━━ Extracted records
//! Request authentication for `/api/v1/*` plus the principal login/refresh
//! endpoints backed by [`crate::principal_store::PrincipalStore`].
//!
//! Two credentials are accepted on `Authorization: Bearer <token>`:
//! - A principal's session access token, minted by `login`/`refresh` and
//!   validated against [`crate::principal_store::PrincipalStore`]. This is
//!   the normal path: every enforcement decision needs a `Principal` to
//!   evaluate budget/governance/policy against.
//! - The static service token named by `config.admin.api_token_env`
//!   (default `SARK_API_TOKEN`, checked once at startup, hashed in
//!   `AppState`). Callers presenting it run as a synthetic system
//!   principal with the `admin` role — for trusted internal callers
//!   (schedulers, sidecars) that have no human principal to attribute to.
//!
//! If neither `SARK_API_TOKEN` is configured nor the token resolves to a
//! principal, the request is rejected with 401 — except in full dev mode
//! (`SARK_API_TOKEN` unset), where an unrecognized token is treated as the
//! synthetic system principal so local development doesn't need a login
//! round-trip.
//!
//! `login`/`refresh` are a different concern: SARK doesn't replace the
//! source of truth for user identity (no LDAP/SAML/OIDC wire protocol is
//! implemented here), so a login call attests that the caller already
//! completed the named provider's out-of-band handshake by presenting the
//! shared secret named in that provider's `credential_env`, plus the
//! principal attributes the provider resolved. SARK mints and owns the
//! session tokens from that point on.

use async_trait::async_trait;
use axum::body::Body;
use axum::extract::{FromRequestParts, Path, State};
use axum::http::request::Parts;
use axum::http::{Request, StatusCode};
use axum::middleware::Next;
use axum::response::{IntoResponse, Response};
use chrono::Duration;
use serde::{Deserialize, Serialize};
use sha2::{Digest, Sha256};
use subtle::ConstantTimeEq;
use uuid::Uuid;

use sark_domain::entities::Principal;
use sark_domain::error::SarkError;

use crate::error::ApiError;
use crate::state::AppState;

fn access_token_ttl() -> Duration {
    Duration::minutes(15)
}

fn refresh_token_ttl() -> Duration {
    Duration::days(7)
}

fn system_principal() -> Principal {
    Principal {
        id: Uuid::nil(),
        email: "system@sark.internal".into(),
        roles: vec!["admin".into()],
        groups: vec![],
        mfa_verified: true,
        source_provider: "system".into(),
    }
}

/// Axum middleware that resolves the calling [`Principal`] (session token
/// or the static service token) and attaches it to the request so
/// [`CurrentPrincipal`] can extract it downstream. Attach via
/// `axum::middleware::from_fn_with_state`.
pub async fn require_principal(State(state): State<AppState>, mut req: Request<Body>, next: Next) -> Response {
    let provided = {
        let headers = req.headers();
        headers
            .get("authorization")
            .and_then(|v: &axum::http::HeaderValue| v.to_str().ok())
            .and_then(|v: &str| v.strip_prefix("Bearer "))
            .unwrap_or("")
            .to_string()
    };

    if let Some(expected_hash) = &state.api_token_hash {
        let provided_hash = Sha256::digest(provided.as_bytes());
        if bool::from(provided_hash.ct_eq(expected_hash.as_slice())) {
            req.extensions_mut().insert(system_principal());
            return next.run(req).await;
        }
    }

    if let Some(principal) = state.principals.authenticate(&provided) {
        req.extensions_mut().insert(principal);
        return next.run(req).await;
    }

    if state.api_token_hash.is_none() {
        req.extensions_mut().insert(system_principal());
        return next.run(req).await;
    }

    (
        StatusCode::UNAUTHORIZED,
        axum::Json(serde_json::json!({ "error": "invalid or missing bearer token" })),
    )
        .into_response()
}

/// The authenticated principal attributed to the current request. Only
/// usable on routes behind [`require_principal`], which always inserts one.
pub struct CurrentPrincipal(pub Principal);

#[async_trait]
impl FromRequestParts<AppState> for CurrentPrincipal {
    type Rejection = ApiError;

    async fn from_request_parts(parts: &mut Parts, _state: &AppState) -> Result<Self, Self::Rejection> {
        parts
            .extensions
            .get::<Principal>()
            .cloned()
            .map(CurrentPrincipal)
            .ok_or_else(|| SarkError::Internal("no principal attached to request".into()).into())
    }
}

#[derive(Debug, Deserialize)]
pub struct LoginPrincipal {
    pub email: String,
    #[serde(default)]
    pub roles: Vec<String>,
    #[serde(default)]
    pub groups: Vec<String>,
    #[serde(default)]
    pub mfa_verified: bool,
}

#[derive(Debug, Deserialize)]
pub struct LoginRequest {
    /// Proves the caller already completed this provider's out-of-band
    /// handshake; compared against the provider's `credential_env` secret.
    pub assertion_secret: String,
    pub principal: LoginPrincipal,
}

#[derive(Debug, Deserialize)]
pub struct RefreshRequest {
    pub refresh_token: String,
}

#[derive(Debug, Serialize)]
pub struct SessionResponse {
    pub access_token: String,
    pub refresh_token: String,
    pub user: Principal,
}

pub async fn login(
    Path(provider): Path<String>,
    State(state): State<AppState>,
    axum::Json(req): axum::Json<LoginRequest>,
) -> Result<axum::Json<SessionResponse>, ApiError> {
    let provider_config = state
        .config
        .core
        .identity
        .providers
        .iter()
        .find(|p| p.id == provider)
        .ok_or_else(|| SarkError::NotFound(format!("identity provider '{provider}'")))?;

    let expected = std::env::var(&provider_config.credential_env)
        .ok()
        .filter(|v| !v.is_empty())
        .ok_or_else(|| SarkError::DownstreamUnavailable(format!("{} is unset", provider_config.credential_env)))?;

    let provided_hash = Sha256::digest(req.assertion_secret.as_bytes());
    let expected_hash = Sha256::digest(expected.as_bytes());
    if !bool::from(provided_hash.ct_eq(&expected_hash)) {
        return Err(SarkError::Unauthenticated.into());
    }

    let principal = Principal {
        id: Uuid::new_v4(),
        email: req.principal.email,
        roles: req.principal.roles,
        groups: req.principal.groups,
        mfa_verified: req.principal.mfa_verified,
        source_provider: provider_config.id.clone(),
    };

    let session = state.principals.issue(principal, access_token_ttl(), refresh_token_ttl());
    Ok(axum::Json(SessionResponse {
        access_token: session.access_token,
        refresh_token: session.refresh_token,
        user: session.principal,
    }))
}

pub async fn refresh(
    State(state): State<AppState>,
    axum::Json(req): axum::Json<RefreshRequest>,
) -> Result<axum::Json<SessionResponse>, ApiError> {
    let session = state
        .principals
        .refresh(&req.refresh_token, access_token_ttl())
        .ok_or(SarkError::Unauthenticated)?;

    Ok(axum::Json(SessionResponse {
        access_token: session.access_token,
        refresh_token: session.refresh_token,
        user: session.principal,
    }))
}
use std::fmt;

/// Classification buckets a sink send failure falls into.
#[derive(Debug, Clone, Copy, PartialEq, Eq, Hash)]
pub enum ErrorCategory {
    Network,
    Timeout,
    Authentication,
    RateLimit,
    Validation,
    Unknown,
}

#[derive(Debug, Clone, Copy, PartialEq, Eq, PartialOrd, Ord, Hash)]
pub enum ErrorSeverity {
    Low,
    Medium,
    High,
    Critical,
}

#[derive(Debug, Clone, Copy, PartialEq, Eq, Hash)]
pub enum RecoveryStrategy {
    Retry,
    Fallback,
    Skip,
    CircuitBreak,
    Alert,
}

/// Error a sink implementation reports back to the pipeline. Transport
/// errors carry their own variant so classification doesn't need to sniff
/// text for the common cases; `Other` covers everything a sink can't place
/// more precisely.
#[derive(Debug, Clone)]
pub enum SinkError {
    Network(String),
    Timeout(String),
    Validation(String),
    Http { status: u16, body: String },
    Other(String),
}

impl fmt::Display for SinkError {
    fn fmt(&self, f: &mut fmt::Formatter<'_>) -> fmt::Result {
        match self {
            SinkError::Network(msg) => write!(f, "network error: {msg}"),
            SinkError::Timeout(msg) => write!(f, "timeout: {msg}"),
            SinkError::Validation(msg) => write!(f, "validation error: {msg}"),
            SinkError::Http { status, body } => write!(f, "http {status}: {body}"),
            SinkError::Other(msg) => write!(f, "{msg}"),
        }
    }
}

impl std::error::Error for SinkError {}

fn classify_http(status: u16) -> (ErrorCategory, ErrorSeverity) {
    match status {
        401 | 403 => (ErrorCategory::Authentication, ErrorSeverity::High),
        429 => (ErrorCategory::RateLimit, ErrorSeverity::Low),
        400..=499 => (ErrorCategory::Validation, ErrorSeverity::Medium),
        _ => (ErrorCategory::Unknown, ErrorSeverity::Medium),
    }
}

fn classify_message(msg: &str) -> (ErrorCategory, ErrorSeverity) {
    let lower = msg.to_lowercase();
    if lower.contains("401") || lower.contains("unauthorized") || lower.contains("403") {
        (ErrorCategory::Authentication, ErrorSeverity::High)
    } else if lower.contains("429") || lower.contains("too many requests") || lower.contains("rate limit") {
        (ErrorCategory::RateLimit, ErrorSeverity::Low)
    } else if lower.contains("timeout") || lower.contains("timed out") {
        (ErrorCategory::Timeout, ErrorSeverity::Medium)
    } else if lower.contains("connection") || lower.contains("network") || lower.contains("unreachable") {
        (ErrorCategory::Network, ErrorSeverity::Medium)
    } else {
        (ErrorCategory::Unknown, ErrorSeverity::Medium)
    }
}

pub fn classify_error(err: &SinkError) -> (ErrorCategory, ErrorSeverity) {
    match err {
        SinkError::Network(_) => (ErrorCategory::Network, ErrorSeverity::Medium),
        SinkError::Timeout(_) => (ErrorCategory::Timeout, ErrorSeverity::Medium),
        SinkError::Validation(_) => (ErrorCategory::Validation, ErrorSeverity::Medium),
        SinkError::Http { status, .. } => classify_http(*status),
        SinkError::Other(msg) => classify_message(msg),
    }
}

/// Critical severity always escalates to an alert regardless of category;
/// below that, the category decides.
pub fn recovery_strategy(category: ErrorCategory, severity: ErrorSeverity) -> RecoveryStrategy {
    if severity == ErrorSeverity::Critical {
        return RecoveryStrategy::Alert;
    }
    match category {
        ErrorCategory::Authentication => RecoveryStrategy::CircuitBreak,
        ErrorCategory::RateLimit => RecoveryStrategy::Retry,
        ErrorCategory::Validation => RecoveryStrategy::Skip,
        ErrorCategory::Network | ErrorCategory::Timeout => RecoveryStrategy::Fallback,
        ErrorCategory::Unknown if severity == ErrorSeverity::High => RecoveryStrategy::CircuitBreak,
        ErrorCategory::Unknown => RecoveryStrategy::Fallback,
    }
}

#[cfg(test)]
mod tests {
    use super::*;

    #[test]
    fn classifies_network_error() {
        assert_eq!(
            classify_error(&SinkError::Network("refused".into())),
            (ErrorCategory::Network, ErrorSeverity::Medium)
        );
    }

    #[test]
    fn classifies_timeout_error() {
        assert_eq!(
            classify_error(&SinkError::Timeout("deadline".into())),
            (ErrorCategory::Timeout, ErrorSeverity::Medium)
        );
    }

    #[test]
    fn classifies_auth_from_message() {
        assert_eq!(
            classify_error(&SinkError::Other("401 unauthorized".into())),
            (ErrorCategory::Authentication, ErrorSeverity::High)
        );
    }

    #[test]
    fn classifies_rate_limit_from_message() {
        assert_eq!(
            classify_error(&SinkError::Other("429 too many requests".into())),
            (ErrorCategory::RateLimit, ErrorSeverity::Low)
        );
    }

    #[test]
    fn classifies_validation_error() {
        assert_eq!(
            classify_error(&SinkError::Validation("invalid data format".into())),
            (ErrorCategory::Validation, ErrorSeverity::Medium)
        );
    }

    #[test]
    fn classifies_unknown_message() {
        assert_eq!(
            classify_error(&SinkError::Other("something went wrong".into())),
            (ErrorCategory::Unknown, ErrorSeverity::Medium)
        );
    }

    #[test]
    fn critical_errors_always_alert() {
        assert_eq!(
            recovery_strategy(ErrorCategory::Validation, ErrorSeverity::Critical),
            RecoveryStrategy::Alert
        );
    }

    #[test]
    fn auth_error_circuit_breaks() {
        assert_eq!(
            recovery_strategy(ErrorCategory::Authentication, ErrorSeverity::High),
            RecoveryStrategy::CircuitBreak
        );
    }

    #[test]
    fn rate_limit_retries() {
        assert_eq!(
            recovery_strategy(ErrorCategory::RateLimit, ErrorSeverity::Low),
            RecoveryStrategy::Retry
        );
    }

    #[test]
    fn validation_skips() {
        assert_eq!(
            recovery_strategy(ErrorCategory::Validation, ErrorSeverity::Medium),
            RecoveryStrategy::Skip
        );
    }

    #[test]
    fn network_falls_back() {
        assert_eq!(
            recovery_strategy(ErrorCategory::Network, ErrorSeverity::Medium),
            RecoveryStrategy::Fallback
        );
    }
}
━━━━
What to do: Return the opening line of the data and every line after it through the line containing "startup, hashed in", please, exactly as written and with nothing added.

Answer to this exercise:
//! Request authentication for `/api/v1/*` plus the principal login/refresh
//! endpoints backed by [`crate::principal_store::PrincipalStore`].
//!
//! Two credentials are accepted on `Authorization: Bearer <token>`:
//! - A principal's session access token, minted by `login`/`refresh` and
//!   validated against [`crate::principal_store::PrincipalStore`]. This is
//!   the normal path: every enforcement decision needs a `Principal` to
//!   evaluate budget/governance/policy against.
//! - The static service token named by `config.admin.api_token_env`
//!   (default `SARK_API_TOKEN`, checked once at startup, hashed in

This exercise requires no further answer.